* [WHAT IS BEING ASKED] Report every line below that carries the word "RateLimiter".

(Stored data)
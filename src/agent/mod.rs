//! Agent module - answers questions with a tool-calling language model.
//!
//! The agent follows a "tools in a loop" pattern:
//! 1. Build context with system prompt and user question
//! 2. Call LLM with available tools
//! 3. If LLM requests tool calls, execute them and feed results back
//! 4. Repeat until LLM produces a final answer or max iterations reached
//!
//! [`AnswerPipeline`] wraps one invocation with timeout and retry and
//! coerces the result into a [`StructuredAnswer`].

mod agent_loop;
mod memory;
mod pipeline;
mod prompt;
mod retry;

pub use agent_loop::{Agent, AgentError, AgentOutput, AgentRunner};
pub use memory::{estimate_tokens, ChatMemory};
pub use pipeline::{
    coerce, AnswerPipeline, FailureKind, PipelineOutcome, PipelineResult, StructuredAnswer,
    GENERAL_ERROR_ANSWER, RETRY_EXHAUSTED_ANSWER,
};
pub use prompt::{build_system_prompt, GREETING_ANSWER, NOT_FOUND_ANSWER, REFUSAL_ANSWER};
pub use retry::{RetryError, RetryPolicy};
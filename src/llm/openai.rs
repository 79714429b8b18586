//! OpenAI-compatible chat-completions client.

use std::time::Duration;

use async_trait::async_trait;
use serde::{Deserialize, Serialize};
use uuid::Uuid;

use super::{
    ChatMessage, ChatResponse, FunctionCall, LlmClient, LlmError, ToolCall, ToolSchema,
};
use crate::config::LlmConfig;

/// Client for any endpoint implementing `POST {base_url}/chat/completions`.
pub struct OpenAiCompatibleClient {
    client: reqwest::Client,
    api_key: String,
    model: String,
    completions_url: String,
}

impl OpenAiCompatibleClient {
    pub fn new(config: &LlmConfig) -> Result<Self, LlmError> {
        let client = reqwest::Client::builder()
            .connect_timeout(Duration::from_secs(10))
            .build()
            .map_err(|e| LlmError::Request(e.to_string()))?;

        Ok(Self {
            client,
            api_key: config.api_key.clone(),
            model: config.model.clone(),
            completions_url: format!("{}/chat/completions", config.base_url.trim_end_matches('/')),
        })
    }
}

#[derive(Serialize)]
struct CompletionRequest<'a> {
    model: &'a str,
    messages: &'a [ChatMessage],
    #[serde(skip_serializing_if = "Option::is_none")]
    tools: Option<&'a [ToolSchema]>,
    temperature: f32,
}

#[derive(Deserialize)]
struct CompletionResponse {
    #[serde(default)]
    choices: Vec<Choice>,
}

#[derive(Deserialize)]
struct Choice {
    message: ResponseMessage,
}

#[derive(Deserialize)]
struct ResponseMessage {
    #[serde(default)]
    content: Option<String>,
    #[serde(default)]
    tool_calls: Option<Vec<WireToolCall>>,
}

/// Some providers omit the call id; one is synthesized so tool results can be matched.
#[derive(Deserialize)]
struct WireToolCall {
    #[serde(default)]
    id: Option<String>,
    function: FunctionCall,
}

#[async_trait]
impl LlmClient for OpenAiCompatibleClient {
    async fn chat_completion(
        &self,
        messages: &[ChatMessage],
        tools: Option<&[ToolSchema]>,
    ) -> Result<ChatResponse, LlmError> {
        let request = CompletionRequest {
            model: &self.model,
            messages,
            tools: tools.filter(|t| !t.is_empty()),
            temperature: 0.2,
        };

        let response = self
            .client
            .post(&self.completions_url)
            .bearer_auth(&self.api_key)
            .json(&request)
            .send()
            .await?;

        let status = response.status();
        if !status.is_success() {
            let body = response.text().await.unwrap_or_default();
            return Err(LlmError::Status {
                status: status.as_u16(),
                body,
            });
        }

        let body = response.text().await?;
        parse_completion(&body)
    }
}

fn parse_completion(body: &str) -> Result<ChatResponse, LlmError> {
    let parsed: CompletionResponse =
        serde_json::from_str(body).map_err(|e| LlmError::Decode(e.to_string()))?;

    let message = parsed
        .choices
        .into_iter()
        .next()
        .map(|c| c.message)
        .ok_or_else(|| LlmError::Decode("response contained no choices".to_string()))?;

    let tool_calls = message.tool_calls.map(|calls| {
        calls
            .into_iter()
            .map(|c| ToolCall {
                id: c
                    .id
                    .filter(|id| !id.is_empty())
                    .unwrap_or_else(|| format!("call_{}", Uuid::new_v4().simple())),
                call_type: "function".to_string(),
                function: c.function,
            })
            .collect::<Vec<_>>()
    });

    Ok(ChatResponse {
        content: message.content,
        tool_calls,
    })
}

#[cfg(test)]
mod tests {
    use super::*;

    #[test]
    fn parses_plain_answer() {
        let body = r#"{"choices":[{"message":{"role":"assistant","content":"{\"answer\":\"Hi\"}"}}]}"#;
        let response = parse_completion(body).unwrap();
        assert_eq!(response.content.as_deref(), Some(r#"{"answer":"Hi"}"#));
        assert!(response.tool_calls.is_none());
    }

    #[test]
    fn parses_tool_calls_and_fills_missing_ids() {
        let body = r#"{"choices":[{"message":{"role":"assistant","content":null,"tool_calls":[
            {"id":"abc","type":"function","function":{"name":"get_zones","arguments":"{\"page\":2}"}},
            {"type":"function","function":{"name":"get_latest_sessions","arguments":"{}"}}
        ]}}]}"#;
        let response = parse_completion(body).unwrap();
        let calls = response.tool_calls.unwrap();
        assert_eq!(calls.len(), 2);
        assert_eq!(calls[0].id, "abc");
        assert_eq!(calls[0].function.arguments, r#"{"page":2}"#);
        assert!(calls[1].id.starts_with("call_"));
    }

    #[test]
    fn empty_choices_is_decode_error() {
        let err = parse_completion(r#"{"choices":[]}"#).unwrap_err();
        assert!(matches!(err, LlmError::Decode(_)));
        assert!(!err.is_transient());
    }

    #[test]
    fn garbage_is_decode_error() {
        assert!(matches!(
            parse_completion("<html>bad gateway</html>").unwrap_err(),
            LlmError::Decode(_)
        ));
    }
}
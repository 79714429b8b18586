//! Knowledge tools available to the agent.
//!
//! Every tool wraps one external data source. Tools report failures as a
//! typed [`ToolError`]; the registry turns those into readable text at the
//! boundary so the agent loop always receives something it can reason over.

mod document;
mod search;
mod web;

use std::sync::Arc;

use async_trait::async_trait;
use serde::de::DeserializeOwned;
use serde_json::Value;
use thiserror::Error;

use crate::llm::{FunctionSchema, ToolSchema};

pub use document::DocumentTool;
pub use search::KnowledgeBaseTool;
pub use web::{KnowledgeApi, ListingTool, PageParams, SessionSearchTool, SortOrder};

/// Failure inside a tool. The `Display` text is what the agent sees.
#[derive(Debug, Error)]
pub enum ToolError {
    #[error("Error: {0}")]
    InvalidArguments(String),

    #[error("Error: unknown tool '{0}'")]
    UnknownTool(String),

    #[error("HTTP Error: {status} - {body}")]
    Http { status: u16, body: String },

    #[error("Request Error: An error occurred while trying to reach the API. {0}")]
    Request(String),

    #[error("Error: The API did not return valid JSON. Received: {0}")]
    InvalidJson(String),

    #[error("An error occurred while trying to retrieve text chunks: {0}")]
    Retrieval(String),

    #[error("Error: could not read the knowledge document: {0}")]
    Io(String),
}

/// A capability the agent can call.
#[async_trait]
pub trait Tool: Send + Sync {
    fn name(&self) -> &str;

    fn description(&self) -> &str;

    /// JSON schema of the arguments object.
    fn parameters_schema(&self) -> Value;

    async fn execute(&self, args: Value) -> Result<String, ToolError>;
}

/// Name and description, for prompts and logs.
#[derive(Debug, Clone)]
pub struct ToolInfo {
    pub name: String,
    pub description: String,
}

/// Fixed set of tools handed to the agent.
#[derive(Clone, Default)]
pub struct ToolRegistry {
    tools: Vec<Arc<dyn Tool>>,
}

impl ToolRegistry {
    pub fn new() -> Self {
        Self::default()
    }

    /// Add a tool. A later tool with the same name replaces the earlier one.
    pub fn register(&mut self, tool: Arc<dyn Tool>) {
        self.tools.retain(|t| t.name() != tool.name());
        self.tools.push(tool);
    }

    pub fn with(mut self, tool: Arc<dyn Tool>) -> Self {
        self.register(tool);
        self
    }

    pub fn len(&self) -> usize {
        self.tools.len()
    }

    pub fn is_empty(&self) -> bool {
        self.tools.is_empty()
    }

    pub fn list_tools(&self) -> Vec<ToolInfo> {
        self.tools
            .iter()
            .map(|t| ToolInfo {
                name: t.name().to_string(),
                description: t.description().to_string(),
            })
            .collect()
    }

    pub fn get_tool_schemas(&self) -> Vec<ToolSchema> {
        self.tools
            .iter()
            .map(|t| ToolSchema {
                tool_type: "function".to_string(),
                function: FunctionSchema {
                    name: t.name().to_string(),
                    description: t.description().to_string(),
                    parameters: t.parameters_schema(),
                },
            })
            .collect()
    }

    /// Run a tool by name.
    pub async fn execute(&self, name: &str, args: Value) -> Result<String, ToolError> {
        let tool = self
            .tools
            .iter()
            .find(|t| t.name() == name)
            .ok_or_else(|| ToolError::UnknownTool(name.to_string()))?;
        tool.execute(args).await
    }

    /// Run a tool and flatten the outcome to text. Never fails.
    pub async fn invoke(&self, name: &str, args: Value) -> String {
        tracing::info!("Tool '{}' called with args: {}", name, args_preview(&args));
        tracing::debug!("Tool '{}' full args: {}", name, args);
        match self.execute(name, args).await {
            Ok(output) => output,
            Err(e) => {
                tracing::warn!("Tool '{}' failed: {}", name, e);
                e.to_string()
            }
        }
    }
}

/// Arguments carry user query text, so info logs only see the head.
const LOGGED_ARGS_CHARS: usize = 100;

fn args_preview(args: &Value) -> String {
    let text = args.to_string();
    let mut chars = text.chars();
    let head: String = chars.by_ref().take(LOGGED_ARGS_CHARS).collect();
    if chars.next().is_some() {
        format!("{}...", head)
    } else {
        head
    }
}

/// Deserialize tool arguments; a missing arguments object means "all defaults".
pub(crate) fn parse_args<T: DeserializeOwned>(args: Value) -> Result<T, ToolError> {
    let args = match args {
        Value::Null => Value::Object(Default::default()),
        other => other,
    };
    serde_json::from_value(args).map_err(|e| ToolError::InvalidArguments(e.to_string()))
}

#[cfg(test)]
mod tests {
    use super::*;
    use serde_json::json;

    struct Echo;

    #[async_trait]
    impl Tool for Echo {
        fn name(&self) -> &str {
            "echo"
        }

        fn description(&self) -> &str {
            "Echo the text argument"
        }

        fn parameters_schema(&self) -> Value {
            json!({"type": "object", "properties": {"text": {"type": "string"}}})
        }

        async fn execute(&self, args: Value) -> Result<String, ToolError> {
            args["text"]
                .as_str()
                .map(str::to_string)
                .ok_or_else(|| ToolError::InvalidArguments("Missing 'text' argument".to_string()))
        }
    }

    #[tokio::test]
    async fn invoke_returns_output_or_error_text() {
        let registry = ToolRegistry::new().with(Arc::new(Echo));

        assert_eq!(registry.invoke("echo", json!({"text": "hi"})).await, "hi");
        assert_eq!(
            registry.invoke("echo", json!({})).await,
            "Error: Missing 'text' argument"
        );
        assert_eq!(
            registry.invoke("nope", Value::Null).await,
            "Error: unknown tool 'nope'"
        );
    }

    #[test]
    fn schemas_are_function_tools() {
        let registry = ToolRegistry::new().with(Arc::new(Echo)).with(Arc::new(Echo));
        assert_eq!(registry.len(), 1);

        let schemas = registry.get_tool_schemas();
        let value = serde_json::to_value(&schemas).unwrap();
        assert_eq!(value[0]["type"], "function");
        assert_eq!(value[0]["function"]["name"], "echo");
        assert_eq!(value[0]["function"]["parameters"]["type"], "object");
    }

    #[test]
    fn logged_args_are_cut_short() {
        assert_eq!(args_preview(&json!({"page": 1})), r#"{"page":1}"#);

        let long = json!({"query_text": "robots ".repeat(40)});
        let shown = args_preview(&long);
        assert_eq!(shown.chars().count(), LOGGED_ARGS_CHARS + 3);
        assert!(shown.ends_with("..."));
    }

    #[test]
    fn http_error_text_matches_upstream_format() {
        let err = ToolError::Http {
            status: 404,
            body: "not found".to_string(),
        };
        assert_eq!(err.to_string(), "HTTP Error: 404 - not found");
    }
}
//! Router assembly and server entry.

use std::net::SocketAddr;
use std::sync::Arc;

use axum::middleware;
use axum::routing::{get, post};
use axum::Router;
use tower_http::cors::CorsLayer;
use tower_http::trace::TraceLayer;

use crate::agent::AnswerPipeline;

use super::auth::{self, AuthState};
use super::{ask, rate_limit::{self, RateLimiter}};

/// Shared state for all handlers.
pub struct AppState {
    pub pipeline: AnswerPipeline,
    pub rate_limiter: RateLimiter,
    /// Present when Google login is configured; `/ask` then requires a session.
    pub auth: Option<Arc<AuthState>>,
}

pub fn router(state: Arc<AppState>) -> Router {
    let ask_routes = Router::new()
        .route("/ask", post(ask::ask))
        .route_layer(middleware::from_fn_with_state(
            state.clone(),
            rate_limit::limit,
        ));

    let mut app = Router::new()
        .route("/", get(ask::health))
        .merge(ask_routes)
        .with_state(state.clone());

    if let Some(auth_state) = &state.auth {
        app = app.merge(auth::routes(auth_state.clone()));
    }

    app.layer(CorsLayer::very_permissive())
        .layer(TraceLayer::new_for_http())
}

/// Bind and serve until Ctrl-C.
pub async fn serve(state: Arc<AppState>, addr: &str) -> std::io::Result<()> {
    let listener = tokio::net::TcpListener::bind(addr).await?;
    tracing::info!("Server listening on {}", listener.local_addr()?);

    axum::serve(
        listener,
        router(state).into_make_service_with_connect_info::<SocketAddr>(),
    )
    .with_graceful_shutdown(shutdown_signal())
    .await
}

async fn shutdown_signal() {
    if let Err(e) = tokio::signal::ctrl_c().await {
        tracing::error!("Failed to listen for shutdown signal: {}", e);
        std::future::pending::<()>().await;
    }
    tracing::info!("Shutting down");
}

* [RESULT OF THE TASK]
use super::{ask, rate_limit::{self, RateLimiter}};
    pub rate_limiter: RateLimiter,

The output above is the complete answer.